GKE Scaling¶
Description¶
Scaling in GKE encompasses multiple dimensions: horizontal pod scaling (adding more pod replicas), vertical pod scaling (increasing pod resources), and cluster scaling (adding more nodes). GKE provides automated scaling mechanisms to handle variable workloads efficiently while optimizing costs.
Concept: Automatically adjust resources (pods and nodes) based on demand to maintain performance while optimizing costs.
Types of Scaling¶
Horizontal Pod Autoscaler (HPA)¶
Scales the number of pod replicas based on observed metrics.
Vertical Pod Autoscaler (VPA)¶
Adjusts CPU and memory requests/limits for containers.
Cluster Autoscaler¶
Adds or removes nodes based on pod resource requirements.
Multidimensional Pod Autoscaler (MPA)¶
Scales both pod replicas and resources (GKE Autopilot feature).
Horizontal Pod Autoscaler (HPA)¶
Description¶
HPA automatically scales the number of pods in a deployment, replica set, or stateful set based on observed CPU utilization, memory usage, or custom metrics.
Key Features¶
- CPU-based Scaling: Scale based on CPU utilization (most common)
- Memory-based Scaling: Scale based on memory usage
- Custom Metrics: Scale on application-specific metrics (Pub/Sub queue length, HTTP requests/sec)

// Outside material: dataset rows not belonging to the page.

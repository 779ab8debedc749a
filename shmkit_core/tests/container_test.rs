// Container ownership rules and the concurrent map
use shmkit_core::config::MEGABYTES;
use shmkit_core::containers::{
    ContainerFlags, MapOptions, ShmBox, ShmContainer, ShmHashMap, ShmList, ShmString, ShmVec,
};
use shmkit_core::memory::{AllocRef, AllocatorId, AllocatorOptions, MemoryBackendType, MemoryManager};
use std::sync::Arc;
use std::thread;

fn stack_allocator(manager: &MemoryManager, url: &str, size: usize) -> AllocRef {
    if manager.get_backend(url).is_none() {
        manager
            .create_backend(MemoryBackendType::PrivateMmap, url)
            .unwrap();
    }
    manager
        .create_allocator(url, AllocatorId::NULL, size, &AllocatorOptions::stack())
        .unwrap()
}

#[test]
fn test_store_moves_owned_and_copies_views() {
    let manager = MemoryManager::new();
    let alloc = stack_allocator(&manager, "move-copy", 4 * MEGABYTES);

    let mut names = ShmVec::<ShmString>::new(&alloc).unwrap();
    let owned = ShmString::from_str(&alloc, "moved").unwrap();
    let header = owned.serialize();
    names.push(owned).unwrap();
    // Same allocator and owned: the header itself now belongs to the vector
    assert_eq!(names.as_stored()[0], header);

    let original = ShmString::from_str(&alloc, "viewed").unwrap();
    let view = ShmString::deserialize_in(&alloc, original.serialize());
    assert_eq!(view.handle().flags(), ContainerFlags::VIEW);
    names.push(view).unwrap();
    // Views are deep-copied, so the original stays independent
    assert_ne!(names.as_stored()[1], original.serialize());
    drop(original);
    assert_eq!(names.get(1).unwrap(), "viewed");
}

#[test]
fn test_copy_across_allocators() {
    let manager = MemoryManager::new();
    let a = stack_allocator(&manager, "cross-alloc", 2 * MEGABYTES);
    let b = stack_allocator(&manager, "cross-alloc", 2 * MEGABYTES);
    {
        let mut list = ShmList::<ShmVec<u32>>::new(&a).unwrap();
        for n in 1..4u32 {
            let mut v = ShmVec::new(&a).unwrap();
            v.resize(n as usize, n).unwrap();
            list.push_back(v).unwrap();
        }

        let copy = list.strong_copy(&b).unwrap();
        assert_eq!(copy.allocator().unwrap().id(), b.id());
        assert_eq!(copy.get(2).unwrap().to_vec(), vec![3, 3, 3]);
        assert_eq!(copy.get(0).unwrap().serialize().allocator_id, b.id());

        drop(list);
        assert_eq!(a.currently_allocated_size(), 0);
        assert_eq!(copy.len(), 3);
    }
    assert_eq!(b.currently_allocated_size(), 0);
}

#[test]
fn test_in_place_move_gets_own_header() {
    let manager = MemoryManager::new();
    let alloc = stack_allocator(&manager, "in-place", MEGABYTES);
    {
        let spot = alloc.allocate(64).unwrap();
        let mut in_place = ShmVec::<u8>::new_in_place(&alloc, spot).unwrap();
        assert_eq!(in_place.handle().flags(), ContainerFlags::IN_PLACE);
        in_place.push(9).unwrap();

        let moved = ShmVec::weak_move(&mut in_place).unwrap();
        assert!(in_place.is_null());
        assert_ne!(moved.serialize(), spot);
        assert_eq!(moved.to_vec(), vec![9]);
        alloc.free(spot).unwrap();
    }
    assert_eq!(alloc.currently_allocated_size(), 0);
}

#[test]
fn test_view_drop_leaves_container() {
    let manager = MemoryManager::new();
    let alloc = stack_allocator(&manager, "view-drop", MEGABYTES);
    let boxed = ShmBox::new(&alloc, 5u64).unwrap();
    {
        let view = ShmBox::<u64>::deserialize(&manager, boxed.serialize()).unwrap();
        assert_eq!(view.get(), 5);
    }
    assert_eq!(boxed.get(), 5);
}

#[test]
fn test_map_concurrent_disjoint_inserts() {
    let manager = MemoryManager::new();
    let alloc = stack_allocator(&manager, "map-threads", 64 * MEGABYTES);
    let map = Arc::new(ShmHashMap::<u64, u64>::new(&alloc).unwrap());

    let threads = 8u64;
    let per_thread = 256u64;
    let handles: Vec<_> = (0..threads)
        .map(|t| {
            let map = Arc::clone(&map);
            thread::spawn(move || {
                for i in 0..per_thread {
                    let key = t * per_thread + i;
                    assert!(map.emplace(key, key * 3).unwrap());
                }
            })
        })
        .collect();
    for handle in handles {
        handle.join().unwrap();
    }

    assert_eq!(map.len(), (threads * per_thread) as usize);
    for key in 0..threads * per_thread {
        assert_eq!(map.get(&key), Some(key * 3));
    }
    assert_eq!(map.entries().len(), map.len());
}

#[test]
fn test_map_grows_and_keeps_entries() {
    let manager = MemoryManager::new();
    let alloc = stack_allocator(&manager, "map-growth", 4 * MEGABYTES);
    let options = MapOptions {
        num_buckets: 20,
        max_collisions: 4,
        growth_numerator: 5,
        growth_denominator: 4,
    };
    let map = ShmHashMap::<u32, u32>::with_options(&alloc, options).unwrap();
    for i in 0..100 {
        map.emplace(i, !i).unwrap();
    }
    assert!(map.num_buckets() >= 30);
    for i in 0..100 {
        assert_eq!(map.get(&i), Some(!i));
    }
}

- External Metrics: Scale based on metrics from external systems
- Multiple Metrics: Combine different metrics for scaling decisions
- Configurable Behavior: Set min/max replicas, scaling velocity
When to Use HPA¶
✅ Use HPA When:
- Traffic varies throughout the day
- Want automatic scaling based on load
- Cost optimization through dynamic scaling
- Stateless applications that can scale horizontally
❌ Don’t Use HPA When:
- Stateful applications that can’t easily add replicas
- Applications with long startup times (scale-up lag)

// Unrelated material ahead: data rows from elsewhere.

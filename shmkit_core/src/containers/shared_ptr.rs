// Reference-counted box

use super::protocol::{ShmContainer, ShmElement, ShmHandle};
use crate::error::ShmResult;
use crate::memory::{AllocRef, MemoryManager, Pointer};
use std::fmt;
use std::sync::atomic::{AtomicU64, Ordering};

#[repr(C)]
#[derive(Debug)]
pub struct SharedPtrHeader<S: Copy> {
    refs: AtomicU64,
    value: S,
}

/// A single element shared by several owners
///
/// Every owning handle holds one reference in the header's counter, which
/// lives in shared memory, so owners may sit in different threads or
/// processes. The element and header are destroyed when the last owner goes.
/// Views ([`ShmContainer::deserialize`]) do not count.
pub struct ShmSharedPtr<T: ShmElement> {
    handle: ShmHandle<Self>,
}

impl<T: ShmElement> ShmContainer for ShmSharedPtr<T> {
    type Header = SharedPtrHeader<T::Stored>;

    fn handle(&self) -> &ShmHandle<Self> {
        &self.handle
    }

    fn handle_mut(&mut self) -> &mut ShmHandle<Self> {
        &mut self.handle
    }

    fn from_handle(handle: ShmHandle<Self>) -> Self {
        Self { handle }
    }

    fn destroy_payload(header: &mut Self::Header, alloc: &AllocRef) -> ShmResult<()> {
        T::destroy_stored(&mut header.value, alloc)
    }

    /// A copy starts a new, independent family of owners
    fn copy_payload(src: &Self::Header, from: &AllocRef, to: &AllocRef) -> ShmResult<Self::Header> {
        Ok(SharedPtrHeader {
            refs: AtomicU64::new(1),
            value: T::copy_stored(&src.value, from, to)?,
        })
    }

    /// Give up this handle's reference, tearing down only on the last one
    fn destroy(&mut self) -> ShmResult<()> {
        if self.release() {
            self.handle.destroy(true)
        } else {
            self.handle.take();
            Ok(())
        }
    }
}

impl<T: ShmElement> ShmSharedPtr<T> {
    pub fn new(alloc: &AllocRef, value: T) -> ShmResult<Self> {
        let mut stored = value.store(alloc)?;
        let header = SharedPtrHeader {
            refs: AtomicU64::new(1),
            value: stored,
        };
        match ShmHandle::init(None, alloc, header) {
            Ok(handle) => Ok(Self::from_handle(handle)),
            Err(e) => {
                T::destroy_stored(&mut stored, alloc)?;
                Err(e)
            }
        }
    }

    /// Another owner of the same element
    pub fn share(&self) -> Self {
        if self.handle.is_null() {
            return Self::from_handle(ShmHandle::null());
        }
        self.handle.header().refs.fetch_add(1, Ordering::Relaxed);
        Self::from_handle(ShmHandle::owned(self.handle.pointer(), self.handle.alloc().clone()))
    }

    /// Become an owner of the element at `p`, e.g. one published by another process
    ///
    /// The publisher must keep its own reference until this returns.
    pub fn acquire(manager: &MemoryManager, p: Pointer) -> ShmResult<Self> {
        let view = Self::deserialize(manager, p)?;
        Ok(view.share())
    }

    pub fn get(&self) -> T {
        T::load(&self.handle.header().value, self.handle.alloc())
    }

    /// Number of owners across all processes
    pub fn ref_count(&self) -> u64 {
        if self.handle.is_null() {
            return 0;
        }
        self.handle.header().refs.load(Ordering::Acquire)
    }

    pub fn is_unique(&self) -> bool {
        self.ref_count() == 1
    }

    /// Drop this handle's reference; true if it was the last one
    ///
    /// When other owners remain the handle is disowned so that dropping it
    /// leaves the header alone.
    fn release(&mut self) -> bool {
        if self.handle.is_null() || !self.handle.is_destructable() {
            return false;
        }
        let last = self.handle.header().refs.fetch_sub(1, Ordering::AcqRel) == 1;
        if !last {
            self.handle.disown();
        }
        last
    }
}

impl<T: ShmElement> Drop for ShmSharedPtr<T> {
    fn drop(&mut self) {
        // On the last reference the handle's own drop frees everything
        self.release();
    }
}

impl<T: ShmElement + fmt::Debug> fmt::Debug for ShmSharedPtr<T> {
    fn fmt(&self, f: &mut fmt::Formatter<'_>) -> fmt::Result {
        if self.is_null() {
            return write!(f, "ShmSharedPtr(null)");
        }
        f.debug_struct("ShmSharedPtr")
            .field("refs", &self.ref_count())
            .field("value", &self.get())
            .finish()
    }
}

#[cfg(test)]
mod tests {
    use super::*;
    use crate::containers::test_support::{page_allocator, stack_allocator};
    use crate::containers::{ShmString, ShmVec};

    #[test]
    fn test_last_owner_frees() {
        let alloc = stack_allocator();
        let a = ShmSharedPtr::new(&alloc, ShmString::from_str(&alloc, "shared").unwrap()).unwrap();
        let b = a.share();
        assert_eq!(a.ref_count(), 2);
        assert_eq!(a.serialize(), b.serialize());

        drop(a);
        assert_eq!(b.ref_count(), 1);
        assert!(b.is_unique());
        assert_eq!(b.get(), "shared");

        drop(b);
        assert_eq!(alloc.currently_allocated_size(), 0);
    }

    #[test]
    fn test_destroy_releases_one_reference() {
        let alloc = page_allocator();
        let mut a = ShmSharedPtr::new(&alloc, 7u64).unwrap();
        let b = a.share();
        a.destroy().unwrap();
        assert!(a.is_null());
        assert_eq!(b.get(), 7);
        assert_eq!(b.ref_count(), 1);
        drop(b);
        assert_eq!(alloc.currently_allocated_size(), 0);
    }

    #[test]
    fn test_views_do_not_count() {
        let alloc = stack_allocator();
        let owner = ShmSharedPtr::new(&alloc, 3u32).unwrap();
        let view = ShmSharedPtr::<u32>::deserialize_in(&alloc, owner.serialize());
        assert_eq!(view.get(), 3);
        drop(view);
        assert_eq!(owner.ref_count(), 1);
    }

    #[test]
    fn test_containers_hold_a_reference() {
        let alloc = stack_allocator();
        {
            let ptr = ShmSharedPtr::new(&alloc, 11u16).unwrap();
            let mut owners = ShmVec::<ShmSharedPtr<u16>>::new(&alloc).unwrap();
            for _ in 0..3 {
                owners.push(ptr.share()).unwrap();
            }
            assert_eq!(ptr.ref_count(), 4);
            assert_eq!(owners.get(2).unwrap().get(), 11);

            drop(owners.pop());
            assert_eq!(ptr.ref_count(), 3);
            drop(owners);
            assert!(ptr.is_unique());
        }
        assert_eq!(alloc.currently_allocated_size(), 0);
    }

    #[test]
    fn test_copy_is_independent() {
        let alloc = stack_allocator();
        let a = ShmSharedPtr::new(&alloc, 5i64).unwrap();
        let _b = a.share();
        let copy = a.try_clone().unwrap();
        assert_ne!(copy.serialize(), a.serialize());
        assert_eq!(copy.ref_count(), 1);
        assert_eq!(a.ref_count(), 2);
        assert_eq!(copy.get(), 5);
    }

    #[test]
    fn test_owners_on_many_threads() {
        let alloc = stack_allocator();
        {
            let root = ShmSharedPtr::new(&alloc, 99u64).unwrap();
            std::thread::scope(|s| {
                for _ in 0..4 {
                    let root = &root;
                    s.spawn(move || {
                        for _ in 0..200 {
                            let mine = root.share();
                            assert_eq!(mine.get(), 99);
                        }
                    });
                }
            });
            assert!(root.is_unique());
        }
        assert_eq!(alloc.currently_allocated_size(), 0);
    }
}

- Need vertical scaling (use VPA instead)
Vertical Pod Autoscaler (VPA)¶
Description¶
VPA automatically adjusts CPU and memory requests and limits for containers based on historical usage patterns.
Key Features¶
- Right-Sizing: Automatically set appropriate resource requests
- Historical Analysis: Based on actual resource usage patterns
- Update Modes: Recommend, auto-update, or initial-only
- Container-Level: Can configure per-container in a pod
VPA Update Modes¶
Off (Recommendation Only):
updatePolicy:
updateMode: "Off"
- VPA only generates recommendations
- No automatic updates
- Use for analysis before implementing
Initial:
updatePolicy:
updateMode: "Initial"
- Set resources only when pods are created
- No updates to running pods
- Good for stateful workloads
Auto:
updatePolicy:
updateMode: "Auto"
- Automatically update running pods
- Evicts and recreates pods to apply new resources
- Best for stateless workloads
Recreate:
updatePolicy:
updateMode: "Recreate"
- Similar to Auto but always recreates pods
- More disruptive
Important Considerations¶
VPA Limitations:
- Cannot be used with HPA on same CPU/memory metrics
- Requires pod eviction to apply changes (except Initial mode)
- May cause brief downtime during updates
When to Use VPA¶
✅ Use VPA When:
- Resource requests are incorrect or unknown
- Want automatic right-sizing based on usage
- Applications with varying resource needs over time
- Optimizing cost by eliminating over-provisioning
❌ Don’t Use VPA When:
- Already using HPA on CPU/memory
- Cannot tolerate pod evictions
- Resource requirements are well-known and stable
- Application startup time is very long
Cluster Autoscaler¶
Description¶
Cluster Autoscaler automatically adjusts the number of nodes in a cluster based on pod resource requests that cannot be scheduled on existing nodes.
How It Works¶
- Pods are unschedulable due to insufficient resources
- Cluster Autoscaler detects pending pods
- New nodes added to accommodate pods
- When nodes are underutilized, they’re removed
Key Features¶
- Automatic Scale-Up: Add nodes when pods can’t be scheduled
- Automatic Scale-Down: Remove nodes when underutilized
- Node Pool Awareness: Scale specific node pools
- Cost Optimization: Reduce costs by removing unused nodes
- Configurable Behavior: Set min/max nodes, scale-down delays
Important Limits¶
| Limit | Value | Notes |
|---|---|---|
| Min nodes per pool | 0 | Can scale to zero |
| Max nodes per pool | 1000 | Configurable |
| Max nodes per cluster | 15,000 | Total limit |
| Scale-up time | ~2-5 minutes | Node provisioning time |
| Scale-down time | 10 minutes (default) | Configurable delay |
When to Use Cluster Autoscaler¶
✅ Use Cluster Autoscaler When:
- Workload varies significantly
- Want automatic infrastructure scaling
- Cost optimization important
- Using HPA (complement to pod autoscaling)
❌ Don’t Use Cluster Autoscaler When:
- Workload is stable and predictable
- Cannot tolerate 2-5 minute scale-up delay
- Using Autopilot (handles this automatically)
Autopilot Scaling (GKE Autopilot)¶
Description¶
In Autopilot mode, Google manages all scaling automatically. No cluster autoscaler configuration needed.
How It Works¶
- Nodes provisioned automatically based on pod requests
- Scales to zero when no workloads running
- Right-sized nodes for pod requirements
- No over-provisioning
Autopilot Scaling Features¶
Automatic:
- Node provisioning and removal
- Perfect bin-packing
- Cost optimization
- No configuration needed
You Still Configure:
- HPA for pod replica scaling
- VPA for resource recommendations (optional)
- Pod resource requests (required)
Set up Alerts:
- HPA at max replicas
- Cluster at max nodes
- High pod pending time
- Scaling failures